2 years ago I ordered Brodie and it sat on my shelf. I had already come to my firm conclusion that the church wasn't what it claimed to be. I had heard all the podcasts and read all the articles, essays, and letters. In a lot of ways it felt like "no man" was outdated and trumped by the new stuff. I also was sort of burnt out on all this stuff and moved on to science and other things I enjoy.
However I felt a pull to finally do it. Outside of the CESLetter, it was really the most officially blatantly anti thing I had read. So started it about a year ago. It is a lot of the same stories. It is dense but well written. She does a great job of telling the story, sharing quotes, and giving anecdotes. It has taken me a long time to slog through it in spurts.
Anyway, this week we watched Waco on Netflix. We had seen previous documentaries on it, but this was different. It was theatrical with real production value and decent acting. Especially David and the FBI negotiator. It made things so real. At the end I felt horrible for the Davidians who were slaughter by the missteps of the federal government.

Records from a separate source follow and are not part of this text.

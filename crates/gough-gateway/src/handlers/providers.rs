//! Cloud provider registry endpoints.

use std::sync::Arc;

use axum::extract::{Path, State};
use axum::http::StatusCode;
use axum::Json;
use chrono::Utc;
use serde::{Deserialize, Serialize};

use gough_core::ProviderId;
use gough_store::{CloudProvider, ProviderKind, Store};

use crate::auth::{AuthUser, RequestContext};
use crate::error::ApiError;
use crate::handlers::{envelope, Envelope};
use crate::state::GatewayState;

fn require_maintainer(user: &AuthUser) -> Result<(), ApiError> {
    if user.is_maintainer {
        Ok(())
    } else {
        Err(ApiError::Forbidden)
    }
}

#[derive(Debug, Serialize)]
pub(crate) struct ProviderView {
    id: ProviderId,
    name: String,
    #[serde(rename = "type")]
    kind: ProviderKind,
    region: String,
    active: bool,
    last_sync_at: Option<chrono::DateTime<Utc>>,
}

impl From<CloudProvider> for ProviderView {
    fn from(provider: CloudProvider) -> Self {
        Self {
            id: provider.id,
            name: provider.name,
            kind: provider.kind,
            region: provider.region,
            active: provider.active,
            last_sync_at: provider.last_sync_at,
        }
    }
}

#[derive(Debug, Serialize)]
pub(crate) struct ProviderList {
    providers: Vec<ProviderView>,
}

/// `GET /api/v1/clouds/providers`
pub async fn list<S: Store + 'static>(
    State(state): State<Arc<GatewayState<S>>>,
    ctx: RequestContext,
    caller: AuthUser,
) -> Result<Json<Envelope<ProviderList>>, ApiError> {
    require_maintainer(&caller)?;
    let providers = state
        .store
        .list_providers()
        .map_err(|e| ApiError::Internal(e.to_string()))?
        .into_iter()
        .map(ProviderView::from)
        .collect();
    Ok(envelope(&ctx, ProviderList { providers }))
}

#[derive(Debug, Deserialize)]
pub(crate) struct CreateProviderRequest {
    name: String,
    #[serde(rename = "type")]
    kind: ProviderKind,
    #[serde(default)]
    region: String,
    /// Credential fields; written to the secrets store, never persisted in
    /// the provider row.
    credentials: gough_secrets::SecretMap,
    /// Optional shared secret for inbound webhooks.
    #[serde(default)]
    webhook_secret: Option<String>,
}

/// `POST /api/v1/clouds/providers`
pub async fn create<S: Store + 'static>(
    State(state): State<Arc<GatewayState<S>>>,
    ctx: RequestContext,
    caller: AuthUser,
    Json(request): Json<CreateProviderRequest>,
) -> Result<(StatusCode, Json<Envelope<ProviderView>>), ApiError> {
    require_maintainer(&caller)?;

    if request.name.trim().is_empty() {
        return Err(ApiError::BadRequest("provider name is required".into()));
    }
    let duplicate = state
        .store
        .list_providers()
        .map_err(|e| ApiError::Internal(e.to_string()))?
        .iter()
        .any(|p| p.name == request.name);
    if duplicate {
        return Err(ApiError::Conflict(format!(
            "provider {} already exists",
            request.name
        )));
    }

    let id = ProviderId::generate();
    let credentials_ref = format!("cloud/{}/{id}", request.kind.as_str());
    state
        .secrets
        .set(&credentials_ref, request.credentials)
        .await
        .map_err(|e| ApiError::Internal(e.to_string()))?;

    let webhook_secret_ref = if let Some(secret) = request.webhook_secret {
        let path = format!("cloud/{}/{id}/webhook", request.kind.as_str());
        let mut map = gough_secrets::SecretMap::new();
        map.insert("secret".into(), serde_json::Value::String(secret));
        state
            .secrets
            .set(&path, map)
            .await
            .map_err(|e| ApiError::Internal(e.to_string()))?;
        Some(path)
    } else {
        None
    };

    let provider = CloudProvider {
        id,
        name: request.name,
        kind: request.kind,
        region: request.region,
        credentials_ref,
        webhook_secret_ref,
        active: true,
        last_sync_at: None,
        created_at: Utc::now(),
    };
    state
        .store
        .put_provider(&provider)
        .map_err(|e| ApiError::Internal(e.to_string()))?;

    state.auditor.record(
        &format!("user:{}", caller.user_id),
        "provider.create",
        "provider",
        &provider.name,
        "success",
        serde_json::json!({"type": provider.kind.as_str(), "region": provider.region}),
        &ctx.request_id,
    );

    Ok((
        StatusCode::CREATED,
        envelope(&ctx, ProviderView::from(provider)),
    ))
}

/// `GET /api/v1/clouds/providers/{id}`
pub async fn get<S: Store + 'static>(
    State(state): State<Arc<GatewayState<S>>>,
    ctx: RequestContext,
    caller: AuthUser,
    Path(provider_id): Path<ProviderId>,
) -> Result<Json<Envelope<ProviderView>>, ApiError> {
    require_maintainer(&caller)?;
    let provider = state
        .store
        .get_provider(&provider_id)
        .map_err(|e| ApiError::Internal(e.to_string()))?
        .ok_or_else(|| ApiError::NotFound(format!("provider {provider_id}")))?;
    Ok(envelope(&ctx, ProviderView::from(provider)))
}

Of course the comparison to JS is obvious. In fact, I downloaded David Koresh's 7 Seals and the publisher for the library had a forward and summary. They directly correlate the biblical writing/dictation style to JS and others (Elena White).
I read the last 4 chapters of NMKMH tonight and felt the same things. A delusional man, who happens to be charismatic and truly believes he speaks for god. Followers who have hope for something better. Who seek certainty for salvation. Who want to feel chosen and elevated. Joseph wasn't innocent, but he was shot in cold blood. Yeah, he had a pistol and possibly shot someone. But he fell from the window, was dragged against a wall, and shot point blank by 4 muskets.
I am sad tonight. Really pretty shaken. JS was complicated.
Also, I am pissed about how this stuff was written in the 1940's. The edition I read had an added supplement that talks about BofA, racism, first vision problems, and corporate cover ups that was written in 1970. All of that was exposed before I was born. Yet I was raised in a completely believing family that taught me all the whitewashed BS. I checked all the boxes. I am an 11 of Bob's Mormon Cred Scale. Freaking everything. 2 BYU degrees, paid 500k in tithing, married in the temple, never went to 1st base before. EQP, HPQP, YMP, SYMP, Bishopric, etc.....
It makes me so mad.
Truly no unhallowed hand can stop the work from progressing.
The persecution that rises only strengthens the beast. Polygamy strengthened generations of followers.
I am in a cult. I want to scream. I cant get out. My oldest daughter is going to BYU in the fall. How can I ruin that for her. I have 4 more daughters who will try to follow her.
I am so stuck. I hate it. I feel like one of those polygamist women on escaping polygamy who runs back to the creek.
FML.
I know you are all there too. Thanks for letting me scream into this abyss.